Arts DEVO: Yodel-ay-bleep-bloop

Suzanne Ciani (photo by Maria Jose Govea)
Jason Cassidy

This column is Arts DEVO’s happy place—standing in the middle of the local arts scene, taking in a wide view of the comings and goings of local and visiting creators and painting a picture of the eclectic scene to share with readers. As I survey the next month or so, the local arts spectrum is typically colorful and the wide range is perhaps best illustrated on one end by:

The Last of the Vaudeville Cowboys

Rick Crowder lives in Paradise and his yodeling-cowboy alter-ego Sourdough Slim has toured the country for more than 30 years, playing fairs, cowboy poetry gatherings and folk festivals, as well as some of the most famous venues in the country, including the Lincoln Center, Carnegie Hall and the Kennedy Center. He’s been featured in the Los Angeles Times and performed on Good Morning America and will be playing the Barn at Meriam Park Jan. 12, 5-7 p.m.

Sourdough Slim and Robert Armstrong (Photo by Vern Evans)

As if Slim wasn’t enough of a draw, joining him for set of Western swing, country-blues, vintage jazz, cowboy classics and comedy bits is none other than Robert Armstrong, one of the most important underground comics artists (creator of Micky Rat), and bandmate to R. Crumb in the retro-swing outfit, the Cheap Suit Serenaders. And it’s a free show!

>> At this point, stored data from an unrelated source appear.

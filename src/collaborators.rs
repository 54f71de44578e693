//! Seams to the engine's external neighbors: SST metadata lookup (Airtable,
//! in production) and best-effort trace export (a Langfuse-style exporter,
//! in production). Neither collaborator ships a real client here — they're
//! explicitly out of scope — but the phase executor and LLM client code
//! against the trait, not a concrete implementation, so wiring one in later
//! is a config change, not a rewrite.

use crate::llm::LlmCallTrace;
use async_trait::async_trait;

#[derive(Debug, Clone)]
pub struct SstContext {
    pub summary: String,
}

#[async_trait]
pub trait SstLookup: Send + Sync {
    async fn lookup(&self, media_id: &str) -> Option<SstContext>;
}

pub struct NullSstLookup;

#[async_trait]
impl SstLookup for NullSstLookup {
    async fn lookup(&self, _media_id: &str) -> Option<SstContext> {
        None
    }
}

#[async_trait]
pub trait TraceExporter: Send + Sync {
    async fn export(&self, trace: LlmCallTrace);
}

pub struct NullTraceExporter;

#[async_trait]
impl TraceExporter for NullTraceExporter {
    async fn export(&self, _trace: LlmCallTrace) {}
}
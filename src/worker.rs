//! Worker pool: a bounded number of concurrent job tasks, each claimed from
//! the store, each watched by its own heartbeat task, each cooperatively
//! cancellable between phases (never mid-LLM-call). Grounded on the
//! teacher's watchdog concurrency shape — one task owns one long-running
//! unit of work, `tokio::select!` across its natural completion and an
//! external signal — scaled from one subprocess to one job.

use crate::collaborators::{NullSstLookup, SstLookup};
use crate::config::{RoutingConfig, SafetyConfig, WorkerConfig};
use crate::events::EventBus;
use crate::llm::{AtomicCostLedger, LlmClient};
use crate::phase::{PhaseExecutor, PhaseOutcome};
use crate::prompts::PromptLibrary;
use crate::recovery::{RecoveryAnalyzer, RecoveryResult};
use crate::store::Store;
use crate::types::{EventType, Job, JobStatus, Manifest, ManifestPhase, PhaseStatus};
use std::collections::HashMap;
use std::sync::atomic::{AtomicUsize, Ordering};
use std::sync::{Arc, Mutex as StdMutex};
use std::time::Duration;
use tokio::sync::Semaphore;
use tokio_util::sync::CancellationToken;

pub struct WorkerPool {
    store: Arc<Store>,
    events: EventBus,
    llm: Arc<dyn LlmClient>,
    prompts: Arc<PromptLibrary>,
    sst: Arc<dyn SstLookup>,
    routing: Arc<RoutingConfig>,
    safety: Arc<SafetyConfig>,
    worker: WorkerConfig,
    semaphore: Arc<Semaphore>,
    cancels: Arc<StdMutex<HashMap<i64, CancellationToken>>>,
    worker_id_counter: AtomicUsize,
}

impl WorkerPool {
    pub fn new(
        store: Arc<Store>,
        events: EventBus,
        llm: Arc<dyn LlmClient>,
        prompts: Arc<PromptLibrary>,
        routing: Arc<RoutingConfig>,
        safety: Arc<SafetyConfig>,
        worker: WorkerConfig,
    ) -> Self {
        let max = worker.max_concurrent_jobs;
        WorkerPool {
            store,
            events,
            llm,
            prompts,
            sst: Arc::new(NullSstLookup),
            routing,
            safety,
            worker,
            semaphore: Arc::new(Semaphore::new(max)),
            cancels: Arc::new(StdMutex::new(HashMap::new())),
            worker_id_counter: AtomicUsize::new(0),
        }
    }

    pub fn cancel_job(&self, job_id: i64) -> bool {
        let guard = self.cancels.lock().unwrap();
        if let Some(token) = guard.get(&job_id) {
            token.cancel();
            true
        } else {
            false
        }
    }

    /// Claim loop: acquire a concurrency permit, claim the next pending job,
    /// spawn its task. When no permit is free or no job is pending, sleep
    /// `poll_interval_seconds` before trying again.
    pub async fn run(self: Arc<Self>) {
        loop {
            let permit = match self.semaphore.clone().acquire_owned().await {
                Ok(p) => p,
                Err(_) => return,
            };

            let worker_id = format!("worker-{}", self.worker_id_counter.fetch_add(1, Ordering::SeqCst));
            match self.store.claim_next_pending_job(&worker_id).await {
                Ok(Some(job)) => {
                    let pool = self.clone();
                    tokio::spawn(async move {
                        pool.run_job(job, permit).await;
                    });
                }
                Ok(None) => {
                    drop(permit);
                    tokio::time::sleep(Duration::from_secs(self.worker.poll_interval_seconds)).await;
                }
                Err(e) => {
                    drop(permit);
                    tracing::error!(error = %e, "failed to claim next job");
                    tokio::time::sleep(Duration::from_secs(self.worker.poll_interval_seconds)).await;
                }
            }
        }
    }

    async fn run_job(self: Arc<Self>, job: Job, _permit: tokio::sync::OwnedSemaphorePermit) {
        let job_id = job.id;
        let token = CancellationToken::new();
        self.cancels.lock().unwrap().insert(job_id, token.clone());

        let heartbeat_store = self.store.clone();
        let heartbeat_interval = Duration::from_secs(self.worker.heartbeat_interval_seconds);
        let heartbeat_handle = tokio::spawn(async move {
            let mut interval = tokio::time::interval(heartbeat_interval);
            loop {
                interval.tick().await;
                if heartbeat_store.update_heartbeat(job_id).await.is_err() {
                    break;
                }
            }
        });

        if let Err(e) = self.events.emit(job_id, EventType::JobStarted, serde_json::json!({})).await {
            tracing::error!(error = %e, job_id, "failed to emit job_started");
        }

        let result = self.drive_job(&job, token).await;

        heartbeat_handle.abort();
        self.cancels.lock().unwrap().remove(&job_id);

        match result {
            Ok(true) => {
                let _ = self.store.transition(job_id, JobStatus::Completed).await;
                if let Ok(Some(final_job)) = self.store.get_job(job_id).await {
                    if let Err(e) = self.write_manifest(&final_job) {
                        tracing::error!(error = %e, job_id, "failed to write manifest.json");
                    }
                }
                let _ = self.events.emit(job_id, EventType::JobCompleted, serde_json::json!({})).await;
            }
            Ok(false) => {
                // drive_job already left the job in a terminal failed/cancelled state and emitted events.
            }
            Err(e) => {
                tracing::error!(error = %e, job_id, "job task panicked or errored unexpectedly");
                let _ = self.store.transition(job_id, JobStatus::Failed).await;
                let _ = self.events.emit(job_id, EventType::JobFailed, serde_json::json!({ "error": e.to_string() })).await;
            }
        }
    }

    /// Writes `manifest.json` into the job's project directory summarizing
    /// cost, tokens, phases, and deliverables. Called once, after the job
    /// transitions to `Completed`.
    fn write_manifest(&self, job: &Job) -> anyhow::Result<()> {
        let manifest = Manifest {
            job_id: job.id,
            project_name: job.project_name.clone(),
            transcript_file: job.transcript_file.clone(),
            completed_at: job.completed_at.unwrap_or_else(chrono::Utc::now),
            actual_cost: job.actual_cost,
            phases: job
                .phases
                .iter()
                .map(|p| ManifestPhase {
                    name: p.name.as_str().to_string(),
                    status: p.status.as_str().to_string(),
                    model: p.model.clone(),
                    tier_label: p.tier_label.clone(),
                    cost: p.cost,
                    input_tokens: p.input_tokens,
                    output_tokens: p.output_tokens,
                    deliverable_path: p.deliverable_path.clone(),
                })
                .collect(),
        };
        let path = std::path::Path::new(&job.project_path).join("manifest.json");
        std::fs::create_dir_all(&job.project_path)?;
        std::fs::write(path, serde_json::to_string_pretty(&manifest)?)?;
        Ok(())
    }

    /// Runs every pipeline phase in order. Returns `Ok(true)` if the job
    /// completed successfully, `Ok(false)` if it was already left in a
    /// terminal state (failed or cancelled) by this call.
    async fn drive_job(&self, job: &Job, token: CancellationToken) -> anyhow::Result<bool> {
        let executor = PhaseExecutor {
            store: self.store.clone(),
            events: self.events.clone(),
            llm: self.llm.clone(),
            prompts: self.prompts.clone(),
            sst: self.sst.clone(),
            routing: self.routing.clone(),
            safety: self.safety.clone(),
        };
        let recovery = RecoveryAnalyzer {
            store: self.store.clone(),
            llm: self.llm.clone(),
            routing: self.routing.clone(),
            safety: self.safety.clone(),
            recovery_budget: self.worker.recovery_budget,
        };
        let ledger = Arc::new(AtomicCostLedger::new());

        for phase in job.phases.iter().map(|p| p.name).collect::<Vec<_>>() {
            // Cooperative cancellation is only ever checked between phases —
            // an in-flight LLM call always finishes.
            if token.is_cancelled() {
                self.store.transition(job.id, JobStatus::Cancelled).await?;
                return Ok(false);
            }

            self.events.emit(job.id, EventType::PhaseStarted, serde_json::json!({ "phase": phase.as_str() })).await?;

            let mut current_job = self.store.get_job(job.id).await?.unwrap_or_else(|| job.clone());
            let mut outcome = executor.run_phase(&current_job, phase, ledger.clone()).await?;

            // Required phase failed: hand off to the recovery analyzer, which
            // can ask for one more attempt, an escalated attempt, or give up.
            let mut recovery_rounds = 0u32;
            while let PhaseOutcome::Failed { reason } = &outcome {
                if !phase.required() {
                    self.store
                        .update_phase(job.id, phase, crate::store::PhasePatch { status: Some(PhaseStatus::Skipped), ..Default::default() })
                        .await?;
                    self.events
                        .emit(job.id, EventType::PhaseFailed, serde_json::json!({ "phase": phase.as_str(), "skipped": true }))
                        .await?;
                    outcome = PhaseOutcome::Skipped;
                    break;
                }

                recovery_rounds += 1;
                if recovery_rounds > self.worker.recovery_budget {
                    break;
                }

                let decision = recovery.analyze(&current_job, phase, reason, ledger.clone()).await?;
                match decision {
                    RecoveryResult::Retry | RecoveryResult::Escalate | RecoveryResult::Fix { .. } => {
                        current_job = self.store.get_job(job.id).await?.unwrap_or(current_job);
                        outcome = executor.run_phase(&current_job, phase, ledger.clone()).await?;
                    }
                    RecoveryResult::Fail { reason } => {
                        self.events.emit(job.id, EventType::PhaseFailed, serde_json::json!({ "phase": phase.as_str(), "reason": reason })).await?;
                        self.store.transition(job.id, JobStatus::Failed).await?;
                        return Ok(false);
                    }
                }
            }

            match outcome {
                PhaseOutcome::Completed { deliverable_path } => {
                    self.events
                        .emit(job.id, EventType::PhaseCompleted, serde_json::json!({ "phase": phase.as_str(), "deliverable_path": deliverable_path }))
                        .await?;
                }
                PhaseOutcome::Skipped => {}
                PhaseOutcome::Failed { reason } => {
                    self.events.emit(job.id, EventType::PhaseFailed, serde_json::json!({ "phase": phase.as_str(), "reason": reason })).await?;
                    self.store.transition(job.id, JobStatus::Failed).await?;
                    return Ok(false);
                }
            }
        }

        Ok(true)
    }
}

On the other end of the spectrum:

The Diva of the Diode

The annual New Music Symposium at Chico State is perhaps the most consistently innovative arts event of the year in these parts. The two-day showcase features one concert of original music by student composers, and one featuring a performance by a visiting artist. Guest performers have included such experimental/new-music luminaries as minimalist trailblazer Terry Riley, and this year’s headliner is none other than synthesizer pioneer Suzanne Ciani. The five-time Grammy-nominated composer and musician/sound artist has has had a long, wild career that’s included museum installations, neo-classical compositions/recordings, commercial jingles and studio sound effects (the sound of a Coke bottle opening, and the swoosh in the chorus of “Afternoon Delight”—both are Ciani), and immersive quadraphonic performances on the legendary Buchla 200e modular synthesizer.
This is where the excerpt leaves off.